Additional information

  • Doors open 1 hour prior to the show.
  • No refunds, exchanges or weather cancellations.
  • We are not affiliated with any secondary ticket markets.
  • Masks encouraged. 

In 2019, Milwaukee’s Trapper Schoepp hit a songwriter’s jackpot: a co-write with Bob Dylan. And the circumstances were wildly serendipitous. On the day Dylan entered Columbia Studios in 1961 to begin recording his first studio album, he wrote a song about Wisconsin. The lyric sheet sat unseen with a former roommate, and was later unearthed and put up for auction at $30,000. Schoepp saw the story and seized the opportunity to set music to words. After Schoepp’s effort, he was granted Dylan’s approval to jointly publish the song. This 57-year-collaboration--“On, Wisconsin”--led to features in Rolling Stone and Billboard, an album called Primetime Illusion produced by Wilco’s Patrick Sansone, and nearly a hundred international tour dates. 

Schoepp explores themes of ghosts and rebirth, springtime and renewal on his album, May Day - out 5/21/21 on Grand Phony Records. “May Day is an ancient holiday that celebrates the arrival of springtime, the natural world and also workers’ rights. It’s also my birthday,” Schoepp says with a laugh. “After this trying winter, we found solace in making an album for the spring.”

The music of May Day is both a celebration of more hopeful times and a reflection of a darker past, often using the natural world as a motif. As Schoepp sings in the lost-at-sea, acoustic ballad, “Yellow Moon”: “Amidst a sea of emotion/A life led in perpetual motion/After many months lost at sea/I learned loneliness is a part of being free.” The minor key piano rocker “River Called Disaster” expresses the feeling of being broken down by the compulsion for more - its music video sees Schoepp lighting a piano on fire.

On May Day, Schoepp and band defy the limitations of standard-issue Americana by hopping genres and experimenting with drum machines, modular synths, and droning guitars. The record finds Schoepp handling vocals, acoustic guitar, and, for the first time on an album, piano.
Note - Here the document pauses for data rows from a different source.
use std::collections::{HashMap, VecDeque};
use std::sync::Arc;
use std::time::Duration;

use rand::seq::SliceRandom;
use tokio::sync::Mutex;
use tokio::time::Instant;
use tracing::{debug, info};

use super::listing::EndpointListing;
use super::ProxyEndpoint;

struct PoolState {
    ring: VecDeque<ProxyEndpoint>,
    // host -> available-again deadline; entries are pruned lazily on read
    cooldowns: HashMap<String, Instant>,
}

impl PoolState {
    /// One full rotation pass: front to back, skipping cooled-down hosts
    /// without removing them from the ring.
    fn select(&mut self) -> Option<ProxyEndpoint> {
        let now = Instant::now();
        for _ in 0..self.ring.len() {
            let endpoint = self.ring.pop_front()?;
            self.ring.push_back(endpoint.clone());

            match self.cooldowns.get(endpoint.host()) {
                Some(&until) if until > now => continue,
                Some(_) => {
                    self.cooldowns.remove(endpoint.host());
                    return Some(endpoint);
                }
                None => return Some(endpoint),
            }
        }
        None
    }
}

/// A rotating pool of egress endpoints with per-endpoint cooldowns.
///
/// Selection, cooldown marking, and refresh all run under one lock so
/// concurrent callers observe a consistent ring.
pub struct ProxyPool {
    listing: Arc<dyn EndpointListing>,
    state: Mutex<PoolState>,
}

impl ProxyPool {
    pub fn new<I, S>(listing: Arc<dyn EndpointListing>, initial_hosts: I) -> Self
    where
        I: IntoIterator<Item = S>,
        S: Into<String>,
    {
        let ring = initial_hosts
            .into_iter()
            .map(|h| ProxyEndpoint::new(h.into()))
            .collect();
        Self {
            listing,
            state: Mutex::new(PoolState {
                ring,
                cooldowns: HashMap::new(),
            }),
        }
    }

    /// The next endpoint whose cooldown has expired, cycling the ring so
    /// repeated calls cover every endpoint before repeating. When a full
    /// scan finds nothing eligible, the pool refreshes itself from the
    /// listing source (shuffled, appended) and retries the selection once.
    pub async fn next_endpoint(&self) -> Option<ProxyEndpoint> {
        let mut state = self.state.lock().await;

        if let Some(endpoint) = state.select() {
            return Some(endpoint);
        }

        // Exhausted: refresh in place. Listing failures surface as an empty
        // candidate list, never an error.
        let mut hosts = self.listing.list_candidate_endpoints().await;
        hosts.shuffle(&mut rand::thread_rng());
        if !hosts.is_empty() {
            info!(count = hosts.len(), "refreshed SOCKS endpoint pool");
            state.ring.extend(hosts.into_iter().map(ProxyEndpoint::new));
        } else {
            debug!("pool refresh produced no candidates");
        }

        state.select()
    }

    /// Exclude `endpoint` from selection until `cooldown` has elapsed.
    /// Repeated marks extend the deadline.
    pub async fn mark_bad(&self, endpoint: &ProxyEndpoint, cooldown: Duration) {
        let mut state = self.state.lock().await;
        state
            .cooldowns
            .insert(endpoint.host().to_string(), Instant::now() + cooldown);
        info!(host = endpoint.host(), cooldown_secs = cooldown.as_secs(), "marked endpoint bad");
    }

    /// Number of endpoints currently in the ring (cooled-down ones included).
    pub async fn len(&self) -> usize {
        self.state.lock().await.ring.len()
    }

    pub async fn is_empty(&self) -> bool {
        self.state.lock().await.ring.is_empty()
    }
}
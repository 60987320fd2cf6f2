//! Core components of the `igscout` client.
//!
//! This module contains the foundational building blocks of the library:
//! - The main [`IgClient`] and its builder.
//! - The primary [`IgError`] type.
//! - Internal transport and request-fingerprint helpers.

/// The main client (`IgClient`), builder, and configuration.
pub mod client;
/// The primary error type (`IgError`) for the crate.
pub mod error;
pub(crate) mod fingerprint;
pub(crate) mod net;

// convenient re-exports so most code can just `use crate::core::IgClient`
pub use client::{IgClient, IgClientBuilder, ProxyAuth, ScrapeConfig, SessionCookies};
pub use error::IgError;
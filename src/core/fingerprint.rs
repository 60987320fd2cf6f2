//! Per-request fingerprint headers.
//!
//! The mobile strategy sends a fixed device fingerprint; browser-flavored
//! strategies rotate user agents and matching brand/platform hints from a
//! small catalog on every request.

use rand::seq::SliceRandom;
use reqwest::header::{
    ACCEPT, ACCEPT_LANGUAGE, CACHE_CONTROL, HeaderMap, HeaderName, HeaderValue, PRAGMA, REFERER,
    USER_AGENT,
};

use crate::core::client::constants::{
    CHROME_BUILDS, MOBILE_APP_ID, MOBILE_USER_AGENT, SEC_CH_UA, SEC_CH_UA_PLATFORMS, USER_AGENTS,
};

fn insert_str(headers: &mut HeaderMap, name: HeaderName, value: &str) {
    // Skip values that don't survive header encoding rather than failing the
    // whole request over a malformed cookie or token.
    if let Ok(v) = HeaderValue::from_str(value) {
        headers.insert(name, v);
    }
}

fn header(name: &'static str) -> HeaderName {
    HeaderName::from_static(name)
}

fn rotate_fingerprint(headers: &mut HeaderMap) {
    let mut rng = rand::thread_rng();
    insert_str(headers, header("sec-ch-ua"), SEC_CH_UA.choose(&mut rng).unwrap_or(&SEC_CH_UA[0]));
    insert_str(
        headers,
        header("sec-ch-ua-platform"),
        SEC_CH_UA_PLATFORMS.choose(&mut rng).unwrap_or(&SEC_CH_UA_PLATFORMS[0]),
    );
    headers.insert(header("sec-ch-ua-mobile"), HeaderValue::from_static("?0"));
    headers.insert(PRAGMA, HeaderValue::from_static("no-cache"));
    headers.insert(CACHE_CONTROL, HeaderValue::from_static("no-cache"));
}

/// Fixed device fingerprint for the mobile-API strategy. No cookies, no
/// referer: the native client sends neither.
pub(crate) fn mobile_headers() -> HeaderMap {
    let mut headers = HeaderMap::new();
    headers.insert(USER_AGENT, HeaderValue::from_static(MOBILE_USER_AGENT));
    headers.insert(ACCEPT, HeaderValue::from_static("application/json"));
    headers.insert(ACCEPT_LANGUAGE, HeaderValue::from_static("en-US"));
    headers.insert(header("x-ig-app-id"), HeaderValue::from_static(MOBILE_APP_ID));
    headers.insert(header("x-ig-capabilities"), HeaderValue::from_static("3brTvw=="));
    headers.insert(header("x-ig-connection-type"), HeaderValue::from_static("WIFI"));
    headers.insert(header("x-ig-connection-speed"), HeaderValue::from_static("0kbps"));
    headers.insert(header("x-ig-bandwidth-speed-kbps"), HeaderValue::from_static("0.000"));
    headers.insert(header("x-ig-bandwidth-totalbytes-b"), HeaderValue::from_static("0"));
    headers.insert(header("x-ig-bandwidth-totaltime-ms"), HeaderValue::from_static("0"));
    headers
}

/// XHR fingerprint for the web-API strategy: a desktop Chrome UA drawn from
/// the build catalog plus the usual same-origin markers.
pub(crate) fn api_headers(handle: &str, app_id: &str, csrftoken: Option<&str>) -> HeaderMap {
    let build = {
        let mut rng = rand::thread_rng();
        *CHROME_BUILDS.choose(&mut rng).unwrap_or(&CHROME_BUILDS[0])
    };
    let ua = format!(
        "Mozilla/5.0 (Windows NT 10.0; Win64; x64) AppleWebKit/537.36 \
         (KHTML, like Gecko) Chrome/{build} Safari/537.36"
    );

    let mut headers = HeaderMap::new();
    insert_str(&mut headers, USER_AGENT, &ua);
    headers.insert(ACCEPT, HeaderValue::from_static("application/json"));
    insert_str(&mut headers, REFERER, &referer_for(handle));
    insert_str(&mut headers, header("x-ig-app-id"), app_id);
    headers.insert(header("dnt"), HeaderValue::from_static("1"));
    headers.insert(header("sec-fetch-site"), HeaderValue::from_static("same-origin"));
    headers.insert(header("sec-fetch-mode"), HeaderValue::from_static("cors"));
    headers.insert(header("x-requested-with"), HeaderValue::from_static("XMLHttpRequest"));
    rotate_fingerprint(&mut headers);
    if let Some(token) = csrftoken {
        insert_str(&mut headers, header("x-csrftoken"), token);
    }
    headers
}

/// Browser fingerprint for the legacy-JSON and HTML strategies, with the UA
/// rotated across the full catalog.
pub(crate) fn browser_headers(
    handle: &str,
    app_id: &str,
    csrftoken: Option<&str>,
    json_request: bool,
) -> HeaderMap {
    let ua = {
        let mut rng = rand::thread_rng();
        *USER_AGENTS.choose(&mut rng).unwrap_or(&USER_AGENTS[0])
    };

    let mut headers = HeaderMap::new();
    headers.insert(USER_AGENT, HeaderValue::from_static(ua));
    headers.insert(ACCEPT_LANGUAGE, HeaderValue::from_static("en-US,en;q=0.9"));
    insert_str(&mut headers, REFERER, &referer_for(handle));
    headers.insert(header("dnt"), HeaderValue::from_static("1"));
    headers.insert(header("sec-fetch-site"), HeaderValue::from_static("same-origin"));
    if json_request {
        headers.insert(
            ACCEPT,
            HeaderValue::from_static("application/json, text/javascript, */*; q=0.01"),
        );
        headers.insert(header("sec-fetch-dest"), HeaderValue::from_static("empty"));
        headers.insert(header("sec-fetch-mode"), HeaderValue::from_static("cors"));
        headers.insert(header("x-requested-with"), HeaderValue::from_static("XMLHttpRequest"));
    } else {
        headers.insert(
            ACCEPT,
            HeaderValue::from_static(
                "text/html,application/xhtml+xml,application/xml;q=0.9,image/avif,image/webp,*/*;q=0.8",
            ),
        );
        headers.insert(header("sec-fetch-dest"), HeaderValue::from_static("document"));
        headers.insert(header("sec-fetch-mode"), HeaderValue::from_static("navigate"));
    }
    insert_str(&mut headers, header("x-ig-app-id"), app_id);
    rotate_fingerprint(&mut headers);
    if let Some(token) = csrftoken {
        insert_str(&mut headers, header("x-csrftoken"), token);
    }
    headers
}

fn referer_for(handle: &str) -> String {
    format!("https://www.instagram.com/{handle}/")
}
He’s accompanied by his touring band: his brother and musical-foil, Tanner Schoepp (electric bass and vocal harmonies), Matt Smith (slide and electric guitar) and Jacob Bicknase (drums). “In ordinary times, we would’ve gone to the basement to get the arrangements right but we worked remotely, slowly exchanging musical ideas via modest home studio setups,” Schoepp said of the atypical pre-production process.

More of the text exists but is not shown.